=== Begin Enclosure ===

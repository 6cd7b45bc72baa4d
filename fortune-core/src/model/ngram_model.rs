use std::collections::HashMap;
use std::collections::hash_map::Entry;
use std::sync::mpsc;
use std::thread;

use rand::Rng;

use super::state::{Context, State};
use crate::error::{AttemptFailure, FortuneError};

/// Number of tokens in one n-gram window: a two-token context and its successor.
pub const WINDOW: usize = 3;

/// Below this many windows the table is counted on the calling thread.
const PARALLEL_THRESHOLD: usize = 50_000;

/// Chunks per CPU when counting in parallel.
const CHUNK_FACTOR: usize = 8;

/// Transition table of a word-level Markov chain.
///
/// Maps every two-token context observed in the corpus to the tokens that
/// followed it, with their occurrence counts. This is a maximum-likelihood
/// estimate of P(next | previous two), without smoothing.
///
/// # Invariants
/// - Every context key was observed at least once
/// - All transition counts are >= 1
/// - The table is not modified once handed to a model
#[derive(Clone, Debug, Default, PartialEq)]
pub struct TransitionTable {
	states: HashMap<Context, State>,
}

impl TransitionTable {
	/// Creates an empty table.
	pub fn new() -> Self {
		Self::default()
	}

	/// Builds a table from a token sequence.
	///
	/// Long sequences are split into chunks counted on separate threads
	/// (`num_cpus * 8` chunks), then merged. Chunks overlap by two tokens so
	/// no window is lost or counted twice.
	pub fn from_tokens(tokens: &[String]) -> Result<Self, FortuneError> {
		let windows = tokens.len().saturating_sub(WINDOW - 1);
		if windows < PARALLEL_THRESHOLD {
			let mut table = Self::new();
			table.add_tokens(tokens);
			return Ok(table);
		}

		let chunks = num_cpus::get() * CHUNK_FACTOR;
		let chunk_size = windows.div_ceil(chunks);

		let (tx, rx) = mpsc::channel();
		thread::scope(|scope| {
			for start in (0..windows).step_by(chunk_size) {
				let end = (start + chunk_size).min(windows) + WINDOW - 1;
				let chunk = &tokens[start..end];
				let tx = tx.clone();

				scope.spawn(move || {
					let mut partial = TransitionTable::new();
					partial.add_tokens(chunk);
					// The receiver lives past the scope, send cannot fail.
					let _ = tx.send(partial);
				});
			}
		});
		drop(tx);

		let mut table = Self::new();
		for partial in rx.iter() {
			table.absorb(partial)?;
		}
		Ok(table)
	}

	/// Counts every window of three consecutive tokens.
	///
	/// Sequences shorter than a window are ignored.
	pub fn add_tokens(&mut self, tokens: &[String]) {
		for window in tokens.windows(WINDOW) {
			let context = (window[0].clone(), window[1].clone());
			self.states
				.entry(context)
				.or_insert_with_key(|context| State::new(context.clone()))
				.add_transition(&window[2]);
		}
	}

	/// Returns the successors of a context, if it was observed.
	pub fn get(&self, first: &str, second: &str) -> Option<&State> {
		self.states.get(&(first.to_owned(), second.to_owned()))
	}

	/// Samples the token following `first second`.
	///
	/// # Errors
	/// Returns [`AttemptFailure::UnknownContext`] if the context was never
	/// observed in the corpus.
	pub fn predict<R: Rng + ?Sized>(
		&self,
		first: &str,
		second: &str,
		rng: &mut R,
	) -> Result<String, AttemptFailure> {
		self.get(first, second)
			.and_then(|state| state.predict(rng))
			.map(str::to_owned)
			.ok_or_else(|| AttemptFailure::UnknownContext(first.to_owned(), second.to_owned()))
	}

	/// Number of distinct contexts.
	pub fn len(&self) -> usize {
		self.states.len()
	}

	pub fn is_empty(&self) -> bool {
		self.states.is_empty()
	}

	/// Number of distinct (context, successor) pairs.
	pub fn transitions(&self) -> usize {
		self.states.values().map(State::len).sum()
	}

	/// Merges another table into this one.
	///
	/// Occurrence counts for matching contexts and successors are summed.
	pub fn merge(&mut self, other: &Self) -> Result<(), FortuneError> {
		for (context, state) in &other.states {
			if let Some(existing) = self.states.get_mut(context) {
				existing.merge(state)?;
			} else {
				self.states.insert(context.clone(), state.clone());
			}
		}

		Ok(())
	}

	/// Same as [`merge`](Self::merge), taking ownership to avoid clones.
	fn absorb(&mut self, other: Self) -> Result<(), FortuneError> {
		for (context, state) in other.states {
			match self.states.entry(context) {
				Entry::Occupied(mut existing) => existing.get_mut().merge(&state)?,
				Entry::Vacant(slot) => {
					slot.insert(state);
				}
			}
		}

		Ok(())
	}
}
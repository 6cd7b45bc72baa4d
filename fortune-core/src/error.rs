use thiserror::Error;

/// Errors returned to the caller of the library.
#[derive(Debug, Error)]
pub enum FortuneError {
	#[error("Model order must be >= 2, got {0}")]
	InvalidOrder(usize),

	#[error("Invalid generation input: {0}")]
	InvalidInput(String),

	#[error("Context mismatch while merging: {0}")]
	ContextMismatch(String),

	#[error("IO Error: {0}")]
	Io(#[from] std::io::Error),
}

/// Reason a single generation attempt was abandoned.
///
/// Attempt failures are recovered by the retry loop and never reach the
/// caller; they only show up in debug logs.
#[derive(Debug, Clone, PartialEq, Eq, Error)]
pub enum AttemptFailure {
	#[error("no start bigrams available")]
	EmptyModel,

	#[error("unknown context ({0}, {1})")]
	UnknownContext(String, String),

	#[error("separator {0:?} not found in the generated sentence")]
	MissingSeparator(String),

	#[error("sentence too short with all separators")]
	ShortSentence,

	#[error("malformed reconstruction: {0}")]
	MalformedReconstruction(String),
}
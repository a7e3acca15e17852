use serde::{Deserialize, Serialize};
use std::time::{SystemTime, UNIX_EPOCH};

/// Microseconds since the Unix epoch, monotonic enough for the "last heard
/// from" bookkeeping the core tables need. Never compared across nodes for
/// ordering — the version counters in [`crate::TickTask`]'s callers are the
/// only cross-node ordering signal.
#[derive(Debug, Copy, Clone, PartialEq, Eq, PartialOrd, Ord, Hash, Default, Serialize, Deserialize)]
pub struct Timestamp(u64);

#[derive(Debug, Copy, Clone, PartialEq, Eq, PartialOrd, Ord, Hash, Default, Serialize, Deserialize)]
pub struct TimestampDuration(u64);

impl Timestamp {
    pub fn new(v: u64) -> Self {
        Self(v)
    }
    pub fn as_u64(&self) -> u64 {
        self.0
    }
    pub fn saturating_sub(&self, other: Timestamp) -> TimestampDuration {
        TimestampDuration(self.0.saturating_sub(other.0))
    }
}

impl TimestampDuration {
    pub fn new(v: u64) -> Self {
        Self(v)
    }
    pub fn as_u64(&self) -> u64 {
        self.0
    }
    pub fn from_secs(secs: u64) -> Self {
        Self(secs * 1_000_000)
    }
}

/// Current wall-clock time, used only for human-facing bookkeeping
/// ("last heard from this peer N seconds ago"). Never fed into race
/// detection: clocks drift between nodes, version counters don't.
pub fn get_timestamp() -> Timestamp {
    let dur = SystemTime::now()
        .duration_since(UNIX_EPOCH)
        .unwrap_or_default();
    Timestamp::new(dur.as_micros() as u64)
}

=== End Enclosure ===

__What the task requires__
Extract each line from the listing that holds the word "crate".

__Output of the exercise__
use crate::error::{AttemptFailure, FortuneError};
/// ordering — the version counters in [`crate::TickTask`]'s callers are the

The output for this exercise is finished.